Tweede Wereldoorlog Tiger I Tank

De Tiger I was een Duitse zware tank die uitgebreide service zag tijdens de Tweede Wereldoorlog. Met het monteren van het 88 mm KwK 36 L / 56-pistool en het dikke pantser, bleek de Tiger formidabel in de strijd en dwong de geallieerden hun pantsertactiek te veranderen en nieuwe wapens te ontwikkelen om het tegen te gaan. Hoewel effectief op het slagveld, was de Tiger zwaar over-engineered waardoor het moeilijk te onderhouden en duur was om te produceren. Bovendien verhoogde het zware gewicht het brandstofverbruik, het beperkende bereik en maakte het het transport naar voren moeilijk.
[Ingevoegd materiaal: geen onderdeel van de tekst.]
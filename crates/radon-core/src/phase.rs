//! # Phase Derivation
//!
//! Maps a campaign's stored status and start date to the board column it is
//! shown in. Stored status is never modified here.
//!
//! | Stored status      | Condition                    | Bucket            |
//! |--------------------|------------------------------|-------------------|
//! | `active`           | `today < start + 6 months`   | `Phase1`          |
//! | `active`           | `today >= start + 6 months`  | `Phase2Due`       |
//! | `awaiting_results` | always                       | `AwaitingResults` |
//! | anything else      | always                       | same as stored    |

use crate::calendar::pickup_deadline;
use crate::{Campaign, CampaignId, CampaignStatus, RiskLevel};
use chrono::NaiveDate;
use serde::{Deserialize, Serialize};
use std::cmp::Ordering;
use std::fmt;

// =============================================================================
// BUCKET
// =============================================================================

/// Display bucket of a campaign on the board.
#[derive(Debug, Clone, Copy, PartialEq, Eq, PartialOrd, Ord, Hash, Serialize, Deserialize)]
#[serde(rename_all = "snake_case")]
pub enum Bucket {
    Planned,
    Unplanned,
    /// Active, dosimeters of Phase 1 still exposed.
    Phase1,
    /// Active, pickup/replacement date reached.
    Phase2Due,
    AwaitingResults,
    Completed,
}

impl Bucket {
    /// Board columns, left to right.
    pub const ALL: [Bucket; 6] = [
        Bucket::Planned,
        Bucket::Unplanned,
        Bucket::Phase1,
        Bucket::Phase2Due,
        Bucket::AwaitingResults,
        Bucket::Completed,
    ];

    /// Column title.
    #[must_use]
    pub fn title(&self) -> &'static str {
        match self {
            Bucket::Planned => "Da iniziare",
            Bucket::Unplanned => "Non pianificate",
            Bucket::Phase1 => "Fase 1",
            Bucket::Phase2Due => "Fase 2",
            Bucket::AwaitingResults => "Attesa esiti",
            Bucket::Completed => "Terminate",
        }
    }

    /// Buckets holding campaigns with status `active`.
    #[must_use]
    pub fn is_active(&self) -> bool {
        matches!(self, Bucket::Phase1 | Bucket::Phase2Due)
    }
}

impl fmt::Display for Bucket {
    fn fmt(&self, f: &mut fmt::Formatter<'_>) -> fmt::Result {
        f.write_str(self.title())
    }
}

/// Derive the bucket for a stored status and start date.
#[must_use]
pub fn derive_bucket(status: CampaignStatus, start_date: NaiveDate, today: NaiveDate) -> Bucket {
    match status {
        CampaignStatus::Active => {
            if today < pickup_deadline(start_date) {
                Bucket::Phase1
            } else {
                Bucket::Phase2Due
            }
        }
        CampaignStatus::AwaitingResults => Bucket::AwaitingResults,
        CampaignStatus::Planned => Bucket::Planned,
        CampaignStatus::Unplanned => Bucket::Unplanned,
        CampaignStatus::Completed => Bucket::Completed,
    }
}

/// Bucket of a campaign as of `today`.
#[must_use]
pub fn bucket_of(campaign: &Campaign, today: NaiveDate) -> Bucket {
    derive_bucket(campaign.status, campaign.start_date, today)
}

// =============================================================================
// SORTING
// =============================================================================

/// Date a campaign is ordered by inside its bucket.
///
/// Planned work sorts by start date, active work by pickup deadline.
#[must_use]
pub fn sort_date(campaign: &Campaign, bucket: Bucket) -> NaiveDate {
    if bucket.is_active() {
        pickup_deadline(campaign.start_date)
    } else {
        campaign.start_date
    }
}

fn compare_in_bucket(a: &Campaign, b: &Campaign, bucket: Bucket) -> Ordering {
    sort_date(a, bucket)
        .cmp(&sort_date(b, bucket))
        .then_with(|| a.start_date.cmp(&b.start_date))
        .then_with(|| a.id.cmp(&b.id))
}

/// Sort campaigns of one bucket, soonest first.
///
/// The order is total (ties fall back to id), so sorting twice is a no-op.
pub fn sort_bucket(campaigns: &mut [Campaign], bucket: Bucket) {
    campaigns.sort_by(|a, b| compare_in_bucket(a, b, bucket));
}

// =============================================================================
// BOARD
// =============================================================================

/// Summary of one campaign as shown on a board card.
#[derive(Debug, Clone, PartialEq, Eq, Serialize, Deserialize)]
pub struct CampaignCard {
    pub id: CampaignId,
    pub name: String,
    pub location: String,
    pub client: String,
    pub work_order: String,
    pub status: CampaignStatus,
    pub bucket: Bucket,
    pub risk_level: RiskLevel,
    pub start_date: NaiveDate,
    /// Pickup deadline, for active campaigns.
    pub deadline: Option<NaiveDate>,
    pub average_level: Option<u32>,
}

impl CampaignCard {
    #[must_use]
    pub fn new(campaign: &Campaign, today: NaiveDate) -> Self {
        let bucket = bucket_of(campaign, today);
        Self {
            id: campaign.id.clone(),
            name: campaign.name.clone(),
            location: campaign.location(),
            client: campaign.client.clone(),
            work_order: campaign.work_order.clone(),
            status: campaign.status,
            bucket,
            risk_level: campaign.risk_level,
            start_date: campaign.start_date,
            deadline: bucket
                .is_active()
                .then(|| pickup_deadline(campaign.start_date)),
            average_level: campaign.average_level,
        }
    }
}

/// One column of the board.
#[derive(Debug, Clone, PartialEq, Eq, Serialize, Deserialize)]
pub struct BoardColumn {
    pub bucket: Bucket,
    pub title: String,
    pub cards: Vec<CampaignCard>,
}

impl BoardColumn {
    #[must_use]
    pub fn count(&self) -> usize {
        self.cards.len()
    }
}

/// Kanban grouping of campaigns by derived bucket.
#[derive(Debug, Clone, PartialEq, Eq, Serialize, Deserialize)]
pub struct Board {
    pub as_of: NaiveDate,
    pub columns: Vec<BoardColumn>,
}

impl Board {
    /// Group and sort campaigns as of `today`.
    ///
    /// With a search term, only campaigns whose name, location, client or
    /// work order contain it (case-insensitive) are placed.
    #[must_use]
    pub fn build(campaigns: &[Campaign], today: NaiveDate, search: Option<&str>) -> Self {
        let needle = search
            .map(|s| s.trim().to_lowercase())
            .filter(|s| !s.is_empty());

        let columns = Bucket::ALL
            .iter()
            .map(|&bucket| {
                let mut members: Vec<Campaign> = campaigns
                    .iter()
                    .filter(|c| bucket_of(c, today) == bucket)
                    .filter(|c| needle.as_deref().is_none_or(|n| matches_search(c, n)))
                    .cloned()
                    .collect();
                sort_bucket(&mut members, bucket);
                BoardColumn {
                    bucket,
                    title: bucket.title().to_string(),
                    cards: members
                        .iter()
                        .map(|c| CampaignCard::new(c, today))
                        .collect(),
                }
            })
            .collect();

        Self {
            as_of: today,
            columns,
        }
    }

    #[must_use]
    pub fn column(&self, bucket: Bucket) -> Option<&BoardColumn> {
        self.columns.iter().find(|c| c.bucket == bucket)
    }

    #[must_use]
    pub fn total(&self) -> usize {
        self.columns.iter().map(BoardColumn::count).sum()
    }
}

/// Case-insensitive match against the searchable card fields.
///
/// `needle` must already be lowercase.
fn matches_search(campaign: &Campaign, needle: &str) -> bool {
    [
        campaign.name.as_str(),
        campaign.client.as_str(),
        campaign.work_order.as_str(),
        campaign.location().as_str(),
    ]
    .iter()
    .any(|field| field.to_lowercase().contains(needle))
}

// =============================================================================
// TESTS
// =============================================================================
//! Demo dataset loaded by `radon seed`.

use crate::{
    Campaign, CampaignId, CampaignStatus, ClientContact, DosimeterPlacement, PhaseRecord,
    RiskLevel, Technician,
};
use chrono::NaiveDate;

const FLOORS: [&str; 3] = ["Piano Terra", "Primo Piano", "Secondo Piano"];

fn date(y: i32, m: u32, d: u32) -> NaiveDate {
    NaiveDate::from_ymd_opt(y, m, d).unwrap_or(NaiveDate::MIN)
}

/// `count` dosimeter rows with codes `DOS-<phase>-<nnn>`.
#[must_use]
pub fn demo_dosimeters(phase: u8, count: u32) -> Vec<DosimeterPlacement> {
    (1..=count)
        .map(|id| {
            let i = id - 1;
            let code = format!("DOS-{}-{:03}", phase, id);
            let room = char::from(b'A' + (i % 5) as u8);
            let mut row = DosimeterPlacement::new(id);
            row.floor = FLOORS[(i % 3) as usize].to_string();
            row.location = format!("Locale {}{}", room, id);
            if phase == 1 {
                row.code_phase1 = code;
            } else {
                row.code_phase2 = code;
            }
            row
        })
        .collect()
}

fn technician(first: &str, last: &str) -> Technician {
    Technician {
        first_name: first.to_string(),
        last_name: last.to_string(),
        signature: format!("{}.{}", &first[..1], last),
    }
}

fn contact(first: &str, last: &str, role: &str) -> ClientContact {
    ClientContact {
        first_name: first.to_string(),
        last_name: last.to_string(),
        role: role.to_string(),
        signature: format!("{}.{}", &first[..1], last),
    }
}

/// Three campaigns: one in Phase 1, one past its pickup date with a Phase 2
/// record, one still to be started.
#[must_use]
pub fn demo_campaigns() -> Vec<Campaign> {
    let offices = Campaign {
        id: CampaignId::new("1"),
        name: "Monitoraggio Uffici Comunali Centro".to_string(),
        work_order: "COM-2025-001".to_string(),
        client: "Comune di Milano".to_string(),
        sign: "Uffici Comunali".to_string(),
        city: "Milano".to_string(),
        province: "MI".to_string(),
        address: "Via Dante 45".to_string(),
        phone: "02 1234567".to_string(),
        email: "uffici@comune.milano.it".to_string(),
        notes: "Edificio storico del XIX secolo".to_string(),
        status: CampaignStatus::Active,
        risk_level: RiskLevel::Low,
        start_date: date(2025, 11, 3),
        end_date: None,
        average_level: None,
        expected_dosimeters: Some(10),
        dosimeter_count: None,
        phase1: Some(PhaseRecord {
            start_date: Some(date(2025, 11, 3)),
            end_date: None,
            technician: technician("Marco", "Rossi"),
            client_contact: contact("Laura", "Bianchi", "Responsabile Sicurezza"),
            dosimeters: demo_dosimeters(1, 10),
        }),
        phase2: None,
    };

    let mut phase2_rows = demo_dosimeters(1, 10);
    for (row, replacement) in phase2_rows.iter_mut().zip(demo_dosimeters(2, 10)) {
        row.code_phase2 = replacement.code_phase2;
    }

    let school = Campaign {
        id: CampaignId::new("2"),
        name: "Controllo Scuola Secondaria Leonardo Da Vinci".to_string(),
        work_order: "SCU-2025-002".to_string(),
        client: "Istituto Comprensivo Leonardo Da Vinci".to_string(),
        sign: "Scuola Secondaria".to_string(),
        city: "Roma".to_string(),
        province: "RM".to_string(),
        address: "Via Tiburtina 123".to_string(),
        phone: "06 9876543".to_string(),
        email: "segreteria@icleonardo.it".to_string(),
        notes: "Edificio scolastico su 3 piani, monitoraggio aule e laboratori".to_string(),
        status: CampaignStatus::Active,
        risk_level: RiskLevel::Low,
        start_date: date(2025, 1, 13),
        end_date: None,
        average_level: None,
        expected_dosimeters: Some(10),
        dosimeter_count: Some(10),
        phase1: Some(PhaseRecord {
            start_date: Some(date(2025, 1, 13)),
            end_date: Some(date(2025, 6, 18)),
            technician: technician("Giuseppe", "Verdi"),
            client_contact: contact("Maria", "Neri", "Dirigente Scolastico"),
            dosimeters: demo_dosimeters(1, 10),
        }),
        phase2: Some(PhaseRecord {
            start_date: Some(date(2025, 6, 18)),
            end_date: None,
            technician: technician("Giuseppe", "Verdi"),
            client_contact: contact("Maria", "Neri", "Dirigente Scolastico"),
            dosimeters: phase2_rows,
        }),
    };

    let residential = Campaign {
        id: CampaignId::new("3"),
        name: "Campagna Quartiere Residenziale".to_string(),
        work_order: "RES-2026-003".to_string(),
        client: "Condominio San Salvario".to_string(),
        sign: String::new(),
        city: "Torino".to_string(),
        province: "TO".to_string(),
        address: "Via Nizza 10".to_string(),
        phone: String::new(),
        email: String::new(),
        notes: String::new(),
        status: CampaignStatus::Planned,
        risk_level: RiskLevel::Medium,
        start_date: date(2026, 3, 10),
        end_date: None,
        average_level: None,
        expected_dosimeters: Some(12),
        dosimeter_count: None,
        phase1: None,
        phase2: None,
    };

    vec![offices, school, residential]
}

#[cfg(test)]
mod tests {
    use super::*;

    #[test]
    fn dosimeter_codes_and_rooms() {
        let rows = demo_dosimeters(1, 6);
        assert_eq!(rows[0].code_phase1, "DOS-1-001");
        assert_eq!(rows[0].floor, "Piano Terra");
        assert_eq!(rows[0].location, "Locale A1");
        assert_eq!(rows[5].location, "Locale A6");
        assert_eq!(rows[4].floor, "Primo Piano");
    }

    #[test]
    fn demo_ids_unique() {
        let campaigns = demo_campaigns();
        let mut ids: Vec<_> = campaigns.iter().map(|c| c.id.clone()).collect();
        ids.dedup();
        assert_eq!(ids.len(), campaigns.len());
    }
}
impl FromStr for CampaignStatus {
    type Err = RadonError;

    fn from_str(s: &str) -> Result<Self, Self::Err> {
        match s {
            "planned" => Ok(CampaignStatus::Planned),
            "unplanned" => Ok(CampaignStatus::Unplanned),
            "active" => Ok(CampaignStatus::Active),
            "awaiting_results" => Ok(CampaignStatus::AwaitingResults),
            "completed" => Ok(CampaignStatus::Completed),
            other => Err(RadonError::SerializationError(format!(
                "Unknown campaign status: {}",
                other
            ))),
        }
    }
}

/// Risk classification of a site.
#[derive(
    Debug, Clone, Copy, PartialEq, Eq, PartialOrd, Ord, Hash, Serialize, Deserialize, Default,
)]
#[serde(rename_all = "snake_case")]
pub enum RiskLevel {
    #[default]
    Low,
    Medium,
    High,
}

impl fmt::Display for RiskLevel {
    fn fmt(&self, f: &mut fmt::Formatter<'_>) -> fmt::Result {
        f.write_str(match self {
            RiskLevel::Low => "low",
            RiskLevel::Medium => "medium",
            RiskLevel::High => "high",
        })
    }
}

impl FromStr for RiskLevel {
    type Err = RadonError;

    fn from_str(s: &str) -> Result<Self, Self::Err> {
        match s {
            "low" => Ok(RiskLevel::Low),
            "medium" => Ok(RiskLevel::Medium),
            "high" => Ok(RiskLevel::High),
            other => Err(RadonError::SerializationError(format!(
                "Unknown risk level: {}",
                other
            ))),
        }
    }
}

// =============================================================================
// SIGNATURE BLOCKS
// =============================================================================

/// The technician who performed a placement or replacement.
#[derive(Debug, Clone, PartialEq, Eq, Default, Serialize, Deserialize)]
#[serde(default)]
pub struct Technician {
    pub first_name: String,
    pub last_name: String,
    pub signature: String,
}

/// The client's on-site contact who countersigned a phase.
#[derive(Debug, Clone, PartialEq, Eq, Default, Serialize, Deserialize)]
#[serde(default)]
pub struct ClientContact {
    pub first_name: String,
    pub last_name: String,
    pub role: String,
    pub signature: String,
}

// =============================================================================
// PHOTOS
// =============================================================================

/// A photo of a placed dosimeter, carried as base64 text.
#[derive(Debug, Clone, PartialEq, Eq, Serialize, Deserialize)]
pub struct Photo {
    pub file_name: String,
    pub media_type: String,
    /// Base64 (standard alphabet) encoded image bytes.
    pub data: String,
}

impl Photo {
    /// Build a photo from raw bytes.
    #[must_use]
    pub fn from_bytes(
        file_name: impl Into<String>,
        media_type: impl Into<String>,
        bytes: &[u8],
    ) -> Self {
        Self {
            file_name: file_name.into(),
            media_type: media_type.into(),
            data: BASE64.encode(bytes),
        }
    }

    /// Decode the payload, enforcing the size limit.
    pub fn decode(&self) -> Result<Vec<u8>, IssueKind> {
        // Base64 expands by 4/3; reject before allocating for oversized input.
        let max = crate::primitives::MAX_PHOTO_BYTES;
        if self.data.len() / 4 * 3 > max {
            return Err(IssueKind::InvalidPhoto(format!("larger than {} bytes", max)));
        }
        let bytes = BASE64
            .decode(self.data.as_bytes())
            .map_err(|e| IssueKind::InvalidPhoto(e.to_string()))?;
        if bytes.is_empty() {
            return Err(IssueKind::InvalidPhoto("empty image".to_string()));
        }
        Ok(bytes)
    }
}

// =============================================================================
// DOSIMETER PLACEMENT
// =============================================================================

/// One dosimeter position inside a campaign.
///
/// The same row carries both device codes: the one placed in Phase 1 and
/// its replacement placed in Phase 2.
#[derive(Debug, Clone, PartialEq, Eq, Default, Serialize, Deserialize)]
pub struct DosimeterPlacement {
    /// Unique within the campaign.
    pub id: u32,
    pub code_phase1: String,
    pub code_phase2: String,
    pub floor: String,
    /// Room or position description.
    pub location: String,
    pub photos: Vec<Photo>,
    /// Lab reading for the Phase 1 device, Bq/m³.
    pub reading_phase1: Option<u32>,
    /// Lab reading for the Phase 2 device, Bq/m³.
    pub reading_phase2: Option<u32>,
}

impl DosimeterPlacement {
    #[must_use]
    pub fn new(id: u32) -> Self {
        Self {
            id,
            ..Self::default()
        }
    }

    /// Rounded mean of the two readings, once both are known.
    #[must_use]
    pub fn average_reading(&self) -> Option<u32> {
        match (self.reading_phase1, self.reading_phase2) {
            (Some(a), Some(b)) => Some(rounded_mean(&[a, b])),
            _ => None,
        }
    }
}

/// Integer mean rounded half up. Returns 0 for an empty slice.
#[must_use]
pub fn rounded_mean(values: &[u32]) -> u32 {
    if values.is_empty() {
        return 0;
    }
    let n = values.len() as u64;
    let sum: u64 = values.iter().map(|&v| v as u64).sum();
    ((sum * 2 + n) / (n * 2)) as u32
}

// =============================================================================
// PHASE RECORD
// =============================================================================

/// What was done on site during one phase.
#[derive(Debug, Clone, PartialEq, Eq, Default, Serialize, Deserialize)]
pub struct PhaseRecord {
    pub start_date: Option<NaiveDate>,
    pub end_date: Option<NaiveDate>,
    pub technician: Technician,
    pub client_contact: ClientContact,
    pub dosimeters: Vec<DosimeterPlacement>,
}

// =============================================================================
// CAMPAIGN
// =============================================================================

/// A radon monitoring engagement at one site.
#[derive(Debug, Clone, PartialEq, Eq, Serialize, Deserialize)]
pub struct Campaign {
    pub id: CampaignId,
    pub name: String,
    /// Commessa.
    pub work_order: String,
    /// Cliente.
    pub client: String,
    /// Insegna.
    pub sign: String,
    pub city: String,
    pub province: String,
    pub address: String,
    pub phone: String,
    pub email: String,
    /// Altro.
    pub notes: String,
    pub status: CampaignStatus,
    pub risk_level: RiskLevel,
    pub start_date: NaiveDate,
    pub end_date: Option<NaiveDate>,
    /// Campaign-wide average, Bq/m³.
    pub average_level: Option<u32>,
    /// Dosimeters planned at creation (dosimetri previsti).
    pub expected_dosimeters: Option<u32>,
    /// Total committed when Phase 2 completes.
    pub dosimeter_count: Option<u32>,
    pub phase1: Option<PhaseRecord>,
    pub phase2: Option<PhaseRecord>,
}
Een van de iconische tanks van het conflict, meer dan 1.300 Tiger Is werden gebouwd.

Design ontwikkeling

Ontwerpwerkzaamheden aan de Tiger I begon aanvankelijk in 1937 bij Henschel & Sohn in reactie op een oproep van het Waffenamt (WaA, Duitse legeragentschap) voor doorbraakvoertuig (Durchbruchwagen). In de toekomst werden de eerste Durchbruchwagen-prototypes een jaar later gedropt ten gunste van het volgen van de meer geavanceerde medium VK3001 (H) en zware VK3601 (H) ontwerpen. Baanbrekend in het overlappende en verweven hoofdwegwielconcept voor tanks, kreeg Henschel op 9 september 1938 toestemming van WaA om de ontwikkeling voort te zetten.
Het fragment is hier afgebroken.